Records excerpted from a collection

^^^^^^^^^^^^^^^^

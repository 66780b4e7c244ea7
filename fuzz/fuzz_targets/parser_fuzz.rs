#![no_main]
use libfuzzer_sys::fuzz_target;

fuzz_target!(|data: &[u8]| {
    let text = String::from_utf8_lossy(data);
    let mut args = Vec::<String>::new();
    for token in text.split_whitespace().take(32) {
        args.push(token.to_string());
    }
    unilzw::cli::fuzz_try_parse_args(&args);
});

^^^^^^^^^^^^^^^^

An exact copy of every entry is what is needed here.

- [Output for this task]:
repository 66780b4e7c244ea7
filename fuzz/fuzz_targets/parser_fuzz.rs
#![no_main]
use libfuzzer_sys::fuzz_target;

fuzz_target!(|data: &[u8]| {
    let text = String::from_utf8_lossy(data);
    let mut args = Vec::<String>::new();
    for token in text.split_whitespace().take(32) {
        args.push(token.to_string());
    }
    unilzw::cli::fuzz_try_parse_args(&args);
});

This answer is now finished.